▶ Assigned task
Needed from the entries below: every line that holds the word "indicators".

▶ Data listing
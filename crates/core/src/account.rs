use serde::{Deserialize, Serialize};
use std::fmt;

#[derive(Debug, Clone, Copy, PartialEq, Eq, Hash, Serialize, Deserialize)]
pub struct AccountId(pub i64);

impl fmt::Display for AccountId {
    fn fmt(&self, f: &mut fmt::Formatter<'_>) -> fmt::Result {
        write!(f, "{}", self.0)
    }
}

#[derive(Debug, Clone, Copy, PartialEq, Eq, Serialize, Deserialize)]
pub struct UserId(pub i64);

impl fmt::Display for UserId {
    fn fmt(&self, f: &mut fmt::Formatter<'_>) -> fmt::Result {
        write!(f, "{}", self.0)
    }
}

/// Pipeline stage of a lead. `NewLead` is the initial value and the default
/// for rows whose status cell is absent or unrecognized.
#[derive(Debug, Clone, Copy, PartialEq, Eq, Default, Serialize, Deserialize)]
pub enum AccountStatus {
    #[default]
    NewLead,
    Contacted,
    Offer,
    Won,
    Lost,
}

impl AccountStatus {
    pub fn as_str(self) -> &'static str {
        match self {
            AccountStatus::NewLead => "new_lead",
            AccountStatus::Contacted => "contacted",
            AccountStatus::Offer => "offer",
            AccountStatus::Won => "won",
            AccountStatus::Lost => "lost",
        }
    }

    pub fn from_db_str(s: &str) -> Self {
        match s {
            "contacted" => AccountStatus::Contacted,
            "offer" => AccountStatus::Offer,
            "won" => AccountStatus::Won,
            "lost" => AccountStatus::Lost,
            _ => AccountStatus::NewLead,
        }
    }
}

impl fmt::Display for AccountStatus {
    fn fmt(&self, f: &mut fmt::Formatter<'_>) -> fmt::Result {
        write!(f, "{}", self.as_str())
    }
}

/// A parsed, not-yet-persisted account row. Consumed exactly once by the
/// reconciliation engine and merged into a persisted [`AccountRecord`].
#[derive(Debug, Clone, Default, PartialEq, Serialize, Deserialize)]
pub struct CandidateAccount {
    pub first_name: String,
    pub last_name: String,
    pub organization: String,
    pub nip: String,
    pub regon: String,
    pub email: String,
    pub phone: String,
    pub website: String,
    pub address: String,
    pub source: String,
    pub status: Option<AccountStatus>,
}

impl CandidateAccount {
    /// At least one identifying field must be present for the row to survive
    /// parsing at all.
    pub fn has_identity(&self) -> bool {
        !self.first_name.is_empty()
            || !self.last_name.is_empty()
            || !self.organization.is_empty()
            || !self.email.is_empty()
            || !self.phone.is_empty()
    }

    /// Natural key used to record this account in the identifier map:
    /// email, else organization name, else "first last". Emails are
    /// lowercased so later lookups are case-insensitive.
    pub fn identifier(&self) -> String {
        if !self.email.is_empty() {
            self.email.to_lowercase()
        } else if !self.organization.is_empty() {
            self.organization.clone()
        } else {
            format!("{} {}", self.first_name, self.last_name)
                .trim()
                .to_string()
        }
    }

    pub fn display_name(&self) -> String {
        format!("{} {}", self.first_name, self.last_name)
            .trim()
            .to_string()
    }

    pub fn is_organization(&self) -> bool {
        !self.organization.is_empty()
    }
}

/// A persisted account as seen across the storage boundary.
#[derive(Debug, Clone, Serialize, Deserialize)]
pub struct AccountRecord {
    pub id: AccountId,
    pub owner: UserId,
    pub fields: AccountFields,
    pub created_at: chrono::DateTime<chrono::Utc>,
}

/// The mutable field set of an account, shared between creates and merges.
#[derive(Debug, Clone, Default, PartialEq, Serialize, Deserialize)]
pub struct AccountFields {
    pub first_name: String,
    pub last_name: String,
    pub organization: String,
    pub nip: String,
    pub regon: String,
    pub email: String,
    pub phone: String,
    pub website: String,
    pub address: String,
    pub source: String,
    pub status: AccountStatus,
}

impl AccountFields {
    /// Builds the field set for a brand-new account from a candidate,
    /// defaulting status to the initial stage when unspecified.
    pub fn from_candidate(c: &CandidateAccount) -> Self {
        AccountFields {
            first_name: c.first_name.clone(),
            last_name: c.last_name.clone(),
            organization: c.organization.clone(),
            nip: c.nip.clone(),
            regon: c.regon.clone(),
            email: c.email.to_lowercase(),
            phone: c.phone.clone(),
            website: c.website.clone(),
            address: c.address.clone(),
            source: c.source.clone(),
            status: c.status.unwrap_or_default(),
        }
    }

    /// Overlays every non-empty candidate field on top of `self`. Fields the
    /// candidate left blank keep their current value, so a re-import can
    /// never blank out data that was filled in by hand.
    pub fn merge(&self, c: &CandidateAccount) -> Self {
        fn pick(incoming: &str, current: &str) -> String {
            if incoming.is_empty() {
                current.to_string()
            } else {
                incoming.to_string()
            }
        }

        AccountFields {
            first_name: pick(&c.first_name, &self.first_name),
            last_name: pick(&c.last_name, &self.last_name),
            organization: pick(&c.organization, &self.organization),
            nip: pick(&c.nip, &self.nip),
            regon: pick(&c.regon, &self.regon),
            email: pick(&c.email.to_lowercase(), &self.email),
            phone: pick(&c.phone, &self.phone),
            website: pick(&c.website, &self.website),
            address: pick(&c.address, &self.address),
            source: pick(&c.source, &self.source),
            status: c.status.unwrap_or(self.status),
        }
    }
}

#[cfg(test)]
mod tests {
    use super::*;

    fn candidate() -> CandidateAccount {
        CandidateAccount {
            first_name: "Jan".into(),
            last_name: "Kowalski".into(),
            email: "Jan@X.pl".into(),
            ..Default::default()
        }
    }

    #[test]
    fn identity_requires_at_least_one_field() {
        assert!(!CandidateAccount::default().has_identity());
        assert!(candidate().has_identity());
        let phone_only = CandidateAccount {
            phone: "600100200".into(),
            ..Default::default()
        };
        assert!(phone_only.has_identity());
    }

    #[test]
    fn identifier_prefers_email_lowercased() {
        assert_eq!(candidate().identifier(), "jan@x.pl");
    }

    #[test]
    fn identifier_falls_back_to_org_then_name() {
        let org = CandidateAccount {
            organization: "Acme Sp. z o.o.".into(),
            first_name: "Jan".into(),
            ..Default::default()
        };
        assert_eq!(org.identifier(), "Acme Sp. z o.o.");

        let person = CandidateAccount {
            first_name: "Jan".into(),
            last_name: "Kowalski".into(),
            ..Default::default()
        };
        assert_eq!(person.identifier(), "Jan Kowalski");
    }

    #[test]
    fn merge_keeps_existing_when_incoming_blank() {
        let existing = AccountFields {
            phone: "600100200".into(),
            status: AccountStatus::Won,
            ..AccountFields::from_candidate(&candidate())
        };
        let incoming = CandidateAccount {
            first_name: "Janek".into(),
            ..Default::default()
        };
        let merged = existing.merge(&incoming);
        assert_eq!(merged.first_name, "Janek");
        assert_eq!(merged.phone, "600100200");
        assert_eq!(merged.email, "jan@x.pl");
        assert_eq!(merged.status, AccountStatus::Won);
    }

    #[test]
    fn status_db_round_trip() {
        for s in [
            AccountStatus::NewLead,
            AccountStatus::Contacted,
            AccountStatus::Offer,
            AccountStatus::Won,
            AccountStatus::Lost,
        ] {
            assert_eq!(AccountStatus::from_db_str(s.as_str()), s);
        }
        assert_eq!(AccountStatus::from_db_str("garbage"), AccountStatus::NewLead);
    }
}
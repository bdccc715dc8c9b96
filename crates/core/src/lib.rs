pub mod account;
pub mod interaction;
pub mod report;
pub mod store;

pub use account::{
    AccountFields, AccountId, AccountRecord, AccountStatus, CandidateAccount, UserId,
};
pub use interaction::{
    CandidateInteraction, InteractionId, InteractionKind, InteractionRecord,
};
pub use report::{AuditEntry, ImportDiagnostics, ImportResult};
pub use store::{AccountStore, NewInteraction, StoreError};
use regex::Regex;
use std::sync::LazyLock;

use crate::aliases;
use crate::cell::Row;

static ACCOUNT_SHEET: LazyLock<Regex> =
    LazyLock::new(|| Regex::new(r"klien|kontrahen|firm|account|client|lead").unwrap());

static INTERACTION_SHEET: LazyLock<Regex> =
    LazyLock::new(|| Regex::new(r"kontakt|interak|histori|contact|interaction|activit").unwrap());

/// Picks the sheet holding account rows. A workbook with no keyword hit is
/// assumed to keep accounts on its first sheet.
pub fn select_account_sheet(sheet_names: &[String]) -> Option<&str> {
    sheet_names
        .iter()
        .find(|name| ACCOUNT_SHEET.is_match(&name.to_lowercase()))
        .or_else(|| sheet_names.first())
        .map(String::as_str)
}

/// Picks the dedicated interaction sheet, if any. `None` means the caller
/// should look for interaction columns embedded in the account sheet.
pub fn select_interaction_sheet(sheet_names: &[String]) -> Option<&str> {
    sheet_names
        .iter()
        .find(|name| INTERACTION_SHEET.is_match(&name.to_lowercase()))
        .map(String::as_str)
}

/// Heuristic for harvesting interactions embedded in the account sheet:
/// the row must carry at least one interaction-indicator column.
pub fn row_looks_like_interaction(row: &Row) -> bool {
    let indicators = aliases::INTERACTION_KIND
        .iter()
        .chain(aliases::INTERACTION_NOTES.iter());
    for key in indicators {
        if row.get(*key).is_some_and(|cell| !cell.is_empty()) {
            return true;
        }
    }
    false
}

#[cfg(test)]
mod tests {
    use super::*;
    use crate::cell::CellValue;

    fn names(list: &[&str]) -> Vec<String> {
        list.iter().map(|s| s.to_string()).collect()
    }

    #[test]
    fn account_sheet_matched_by_keyword_in_either_language() {
        let sheets = names(&["Podsumowanie", "Klienci", "Kontakty"]);
        assert_eq!(select_account_sheet(&sheets), Some("Klienci"));

        let sheets = names(&["Summary", "Accounts"]);
        assert_eq!(select_account_sheet(&sheets), Some("Accounts"));
    }

    #[test]
    fn account_sheet_falls_back_to_first() {
        let sheets = names(&["Arkusz1"]);
        assert_eq!(select_account_sheet(&sheets), Some("Arkusz1"));
        assert_eq!(select_account_sheet(&[]), None);
    }

    #[test]
    fn interaction_sheet_is_optional() {
        let sheets = names(&["Klienci", "Historia kontaktów"]);
        assert_eq!(select_interaction_sheet(&sheets), Some("Historia kontaktów"));

        let sheets = names(&["Klienci"]);
        assert_eq!(select_interaction_sheet(&sheets), None);
    }

    #[test]
    fn interaction_sheet_keyword_does_not_eat_kontrahenci() {
        // "Kontrahenci" is an account sheet, not an interaction sheet.
        let sheets = names(&["Kontrahenci"]);
        assert_eq!(select_account_sheet(&sheets), Some("Kontrahenci"));
        assert_eq!(select_interaction_sheet(&sheets), None);
    }

    #[test]
    fn embedded_interaction_rows_need_an_indicator_column() {
        let mut row = Row::new();
        row.insert("Imię".into(), CellValue::Text("Jan".into()));
        assert!(!row_looks_like_interaction(&row));

        row.insert("Notatka".into(), CellValue::Text("rozmowa wstępna".into()));
        assert!(row_looks_like_interaction(&row));
    }

    #[test]
    fn blank_indicator_cells_do_not_count() {
        let mut row = Row::new();
        row.insert("Notatka".into(), CellValue::Empty);
        row.insert("Typ".into(), CellValue::Text("  ".into()));
        assert!(!row_looks_like_interaction(&row));
    }
}
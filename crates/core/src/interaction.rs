use chrono::NaiveDateTime;
use serde::{Deserialize, Serialize};
use std::fmt;

use super::account::{AccountId, UserId};

#[derive(Debug, Clone, Copy, PartialEq, Eq, Serialize, Deserialize)]
pub struct InteractionId(pub i64);

impl fmt::Display for InteractionId {
    fn fmt(&self, f: &mut fmt::Formatter<'_>) -> fmt::Result {
        write!(f, "{}", self.0)
    }
}

/// Kind of contact with an account. Rows with an absent or unrecognized
/// kind cell fall back to `Other`.
#[derive(Debug, Clone, Copy, PartialEq, Eq, Default, Serialize, Deserialize)]
pub enum InteractionKind {
    Call,
    Meeting,
    Email,
    Note,
    #[default]
    Other,
}

impl InteractionKind {
    pub fn as_str(self) -> &'static str {
        match self {
            InteractionKind::Call => "call",
            InteractionKind::Meeting => "meeting",
            InteractionKind::Email => "email",
            InteractionKind::Note => "note",
            InteractionKind::Other => "other",
        }
    }

    pub fn from_db_str(s: &str) -> Self {
        match s {
            "call" => InteractionKind::Call,
            "meeting" => InteractionKind::Meeting,
            "email" => InteractionKind::Email,
            "note" => InteractionKind::Note,
            _ => InteractionKind::Other,
        }
    }
}

impl fmt::Display for InteractionKind {
    fn fmt(&self, f: &mut fmt::Formatter<'_>) -> fmt::Result {
        write!(f, "{}", self.as_str())
    }
}

/// A parsed, not-yet-persisted interaction row. `account_identifier` is the
/// natural key (email, organization name, or "first last") that the engine
/// resolves to a persisted account id; it is never stored itself.
#[derive(Debug, Clone, PartialEq, Serialize, Deserialize)]
pub struct CandidateInteraction {
    pub account_identifier: String,
    pub kind: InteractionKind,
    pub happened_at: NaiveDateTime,
    pub notes: String,
}

/// A persisted interaction. Interactions are append-only history: the import
/// always creates them, never updates or deduplicates.
#[derive(Debug, Clone, Serialize, Deserialize)]
pub struct InteractionRecord {
    pub id: InteractionId,
    pub account_id: AccountId,
    pub author: UserId,
    pub kind: InteractionKind,
    pub happened_at: NaiveDateTime,
    pub notes: String,
}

▶ Response
    let indicators = aliases::INTERACTION_KIND
    for key in indicators {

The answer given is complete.